For all its fun, Heaven Can Wait also explores mortality -- watch for a neat montage of birthday cakes with an ever-growing number of candles -- and relationships. The Strables don't have much of a marriage. Henry loves Martha, but his eye does wonder . . .


Helene Reynolds didn't have a long career in Hollywood. She only appeared in 14 titles between 1941 and 1948. But she has a solid appearance near the film's end as Peggy Nash, a show girl who has caught the affections of Henry's son, Jack (Tod Andrews, Beneath the Planet of the Apes). Nash is on to Henry's ways to prevent a family scandal and quickly turns the tables on him.


Don't put off seeing this film. Make a date with Heaven Can Wait.

RATING: 9/10


FUN FACTS: Spring Byington, who appears as Henry's mother, had guest spots on several 1960s television series including I Dream of Jeannie.
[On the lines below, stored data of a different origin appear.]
impl ContentType {
    pub fn new(typ: &str, subtype: &str) -> Self {
        ContentType {
            typ: typ.to_owned(),
            subtype: subtype.to_owned(),
            params: Vec::new(),
        }
    }

    pub fn parse(s: &str) -> Option<Self> {
        let mut chunks = split_unquoted(s, ';');
        let ts = chunks.remove(0).trim();
        let slash = ts.find('/')?;
        let typ = ts[..slash].trim().to_ascii_lowercase();
        let subtype = ts[slash + 1..].trim().to_ascii_lowercase();
        if typ.is_empty()
            || subtype.is_empty()
            || typ.contains(' ')
            || subtype.contains(' ')
        {
            return None;
        }

        let params = parse_parameters(&chunks.join(";"))?;
        Some(ContentType {
            typ,
            subtype,
            params,
        })
    }

    pub fn is_type(&self, t: &str) -> bool {
        self.typ.eq_ignore_ascii_case(t)
    }

    pub fn is_subtype(&self, t: &str) -> bool {
        self.subtype.eq_ignore_ascii_case(t)
    }

    pub fn parameter(&self, attr: &str) -> Option<&str> {
        self.params
            .iter()
            .find(|(a, _)| a.eq_ignore_ascii_case(attr))
            .map(|(_, v)| v.as_str())
    }

    pub fn set_parameter(&mut self, attr: &str, value: &str) {
        self.remove_parameter(attr);
        self.params
            .push((attr.to_ascii_lowercase(), value.to_owned()));
    }

    pub fn remove_parameter(&mut self, attr: &str) {
        self.params.retain(|(a, _)| !a.eq_ignore_ascii_case(attr));
    }

    pub fn render(&self) -> String {
        let mut out = format!("{}/{}", self.typ, self.subtype);
        format_parameters(&mut out, &self.params);
        out
    }
}

#[derive(Clone, Debug, PartialEq, Eq)]
pub struct ContentDisposition {
    pub disposition: String,
    pub params: Vec<(String, String)>,
}

impl ContentDisposition {
    pub fn parse(s: &str) -> Option<Self> {
        let mut chunks = split_unquoted(s, ';');
        let disposition = chunks.remove(0).trim().to_ascii_lowercase();
        if disposition.is_empty() || disposition.contains(' ') {
            return None;
        }
        let params = parse_parameters(&chunks.join(";"))?;
        Some(ContentDisposition {
            disposition,
            params,
        })
    }

    pub fn render(&self) -> String {
        let mut out = self.disposition.clone();
        format_parameters(&mut out, &self.params);
        out
    }
}

/// The parsed payload of a field, by shape.
#[derive(Clone, Debug, PartialEq)]
pub enum FieldData {
    Unstructured(String),
    Addresses(Vec<Address>),
    Date(DateTime<FixedOffset>),
    MessageIds(Vec<String>),
    ContentType(ContentType),
    TransferEncoding(TransferEncoding),
    Disposition(ContentDisposition),
    /// Content kept as-is because no parser applies or parsing failed; the
    /// data and value forms coincide.
    Raw(String),
}

#[derive(Clone, Debug)]
pub struct HeaderField {
    ftype: FieldType,
    name: String,
    data: FieldData,
    position: u32,
    parsed: bool,
    error: Option<String>,
}

impl HeaderField {
    /// Parses the wire form of a field.
    pub fn create(name: &str, value: &[u8]) -> HeaderField {
        HeaderField::build(name, value, true)
    }

    /// Parses the database form of a field (already unfolded, UTF-8,
    /// RFC 2047 decoded).
    pub fn assemble(name: &str, data: &str) -> HeaderField {
        HeaderField::build(name, data.as_bytes(), false)
    }

    /// An empty address field of type `t`, filled in address by address
    /// when reconstructing a header from `address_fields` rows.
    pub fn new_address(t: FieldType, position: u32) -> HeaderField {
        HeaderField {
            ftype: t,
            name: t
                .canonical_name()
                .unwrap_or("To")
                .to_owned(),
            data: FieldData::Addresses(Vec::new()),
            position,
            parsed: true,
            error: None,
        }
    }

    fn build(name: &str, value: &[u8], wire: bool) -> HeaderField {
        let ftype = FieldType::from_name(name);
        let name = ftype
            .canonical_name()
            .map(str::to_owned)
            .unwrap_or_else(|| header_cased(name));

        let unfolded = unfold(value);
        let text = String::from_utf8_lossy(&unfolded).into_owned();
        let trimmed = text.trim().to_owned();

        let mut f = HeaderField {
            ftype,
            name,
            data: FieldData::Raw(trimmed.clone()),
            position: 0,
            parsed: true,
            error: None,
        };

        match ftype {
            t if t.is_address_field() => match parse_addresses(t, &unfolded)
            {
                Some(mut addrs) => {
                    for a in &mut addrs {
                        if wire {
                            a.name = ew_decode_unstructured(&a.name)
                                .into_owned();
                        }
                    }
                    f.data = FieldData::Addresses(addrs);
                },
                None => f.fail("unparsable address list"),
            },

            t if t.is_date_field() => match parse_date_time(&unfolded) {
                Some(dt) => f.data = FieldData::Date(dt),
                None => f.fail("unparsable date"),
            },

            FieldType::MessageId
            | FieldType::ResentMessageId
            | FieldType::ContentId => match parse_msg_id(&unfolded) {
                Some(id) => f.data = FieldData::MessageIds(vec![id]),
                None => f.fail("unparsable message id"),
            },

            FieldType::References => match parse_msg_id_list(&unfolded) {
                Some(ids) => f.data = FieldData::MessageIds(ids),
                None => f.fail("unparsable references"),
            },

            FieldType::ContentType => match ContentType::parse(&text) {
                Some(ct) => f.data = FieldData::ContentType(ct),
                None => f.fail("unparsable content-type"),
            },

            FieldType::ContentTransferEncoding => {
                // Comments after the token occur in the wild.
                let token =
                    trimmed.split(|c: char| c.is_whitespace() || '(' == c)
                        .next()
                        .unwrap_or("");
                match TransferEncoding::parse(token) {
                    Some(cte) => f.data = FieldData::TransferEncoding(cte),
                    None => f.fail("unknown content-transfer-encoding"),
                }
            },

            FieldType::ContentDisposition => {
                match ContentDisposition::parse(&text) {
                    Some(cd) => f.data = FieldData::Disposition(cd),
                    None => f.fail("unparsable content-disposition"),
                }
            },

            FieldType::MimeVersion => {
                let bare = strip_comments(&trimmed);
                if "1.0" == bare.trim() {
                    f.data = FieldData::Unstructured("1.0".to_owned());
                } else {
                    f.fail("unsupported mime-version");
                }
            },

            FieldType::Received => {
                // Kept verbatim; usable only if the date after the last ';'
                // parses. An unusable Received is not an error, repair
                // drops it.
                f.data = FieldData::Raw(trimmed.clone());
                f.parsed = received_date(&trimmed).is_some();
            },

            FieldType::ContentLocation | FieldType::ContentBase => {
                if trimmed.is_empty()
                    || trimmed.contains(char::is_whitespace)
                {
                    f.fail("unparsable URI");
                } else {
                    f.data = FieldData::Raw(trimmed.clone());
                }
            },

            // In-Reply-To, Subject, Comments, Keywords,
            // Content-Description, Content-Language, Content-Md5, Other:
            // unstructured text. (The address and date types were handled
            // by the guards above.)
            _ => {
                let decoded = if wire {
                    ew_decode_unstructured(&trimmed).into_owned()
                } else {
                    trimmed.clone()
                };
                f.data = FieldData::Unstructured(decoded);
            },
        }

        f
    }

    fn fail(&mut self, what: &str) {
        self.parsed = false;
        if self.error.is_none() {
            self.error = Some(what.to_owned());
        }
    }

    pub fn ftype(&self) -> FieldType {
        self.ftype
    }

    pub fn name(&self) -> &str {
        &self.name
    }

    pub fn valid(&self) -> bool {
        self.error.is_none()
    }

    pub fn error(&self) -> Option<&str> {
        self.error.as_deref()
    }

    /// Whether the field's own parser consumed it successfully.
    pub fn parsed(&self) -> bool {
        self.parsed
    }

    pub fn position(&self) -> u32 {
        self.position
    }

    pub fn set_position(&mut self, position: u32) {
        self.position = position;
    }

    pub fn field_data(&self) -> &FieldData {
        &self.data
    }

    pub fn addresses(&self) -> Option<&[Address]> {
        match self.data {
            FieldData::Addresses(ref a) => Some(a),
            _ => None,
        }
    }

    pub fn addresses_mut(&mut self) -> Option<&mut Vec<Address>> {
        match self.data {
            FieldData::Addresses(ref mut a) => Some(a),
            _ => None,
        }
    }

    pub fn date(&self) -> Option<DateTime<FixedOffset>> {
        match self.data {
            FieldData::Date(dt) => Some(dt),
            _ => None,
        }
    }

    pub fn content_type(&self) -> Option<&ContentType> {
        match self.data {
            FieldData::ContentType(ref ct) => Some(ct),
            _ => None,
        }
    }

    pub fn content_type_mut(&mut self) -> Option<&mut ContentType> {
        match self.data {
            FieldData::ContentType(ref mut ct) => Some(ct),
            _ => None,
        }
    }

    pub fn transfer_encoding(&self) -> Option<TransferEncoding> {
        match self.data {
            FieldData::TransferEncoding(cte) => Some(cte),
            _ => None,
        }
    }

    pub fn set_transfer_encoding(&mut self, cte: TransferEncoding) {
        self.data = FieldData::TransferEncoding(cte);
    }

    pub fn disposition(&self) -> Option<&ContentDisposition> {
        match self.data {
            FieldData::Disposition(ref cd) => Some(cd),
            _ => None,
        }
    }

    pub fn message_ids(&self) -> Option<&[String]> {
        match self.data {
            FieldData::MessageIds(ref ids) => Some(ids),
            _ => None,
        }
    }

    /// The database form: unfolded, UTF-8, RFC 2047 decoded.
    pub fn data(&self) -> String {
        match self.data {
            FieldData::Unstructured(ref s) | FieldData::Raw(ref s) => {
                s.clone()
            },
            FieldData::Addresses(ref addrs) => addrs
                .iter()
                .map(Address::to_wire)
                .collect::<Vec<_>>()
                .join(", "),
            FieldData::Date(dt) => {
                dt.format("%a, %d %b %Y %H:%M:%S %z").to_string()
            },
            FieldData::MessageIds(ref ids) => ids
                .iter()
                .map(|id| format!("<{}>", id))
                .collect::<Vec<_>>()
                .join(" "),
            FieldData::ContentType(ref ct) => ct.render(),
            FieldData::TransferEncoding(cte) => cte.name().to_owned(),
            FieldData::Disposition(ref cd) => cd.render(),
        }
    }

    /// The wire form: RFC 2047 encoded where needed and folded at 78
    /// columns.
    pub fn value(&self) -> String {
        let body = match self.data {
            FieldData::Unstructured(ref s) => encode_unstructured(s),
            FieldData::Addresses(ref addrs) => addrs
                .iter()
                .map(|a| {
                    let mut a = a.clone();
                    a.name = encode_display_name(&a.name);
                    a.to_wire()
                })
                .collect::<Vec<_>>()
                .join(", "),
            _ => self.data(),
        };
        fold(self.name.len() + 2, &body)
    }
}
Batman and Mister Ed. See if you can find her in the original Mutiny on the Bounty.


Marjorie Main appeared as Ma Kettle in several Ma Kettle films.

Gene Tierney was the star of the great American film noir, Laura.

Film editor Dorothy Spencer's other credits include To Be or Not to Be, also directed by Ernst Lubisch, and My Darling Clementine.


Don Ameche was one of the featured voice talents in Homeward Bound - The Incredible Journey

NOT SO FUN FACT: Laird Cregar's career was painfully short. He only made 16 films before dying in 1944 at 31.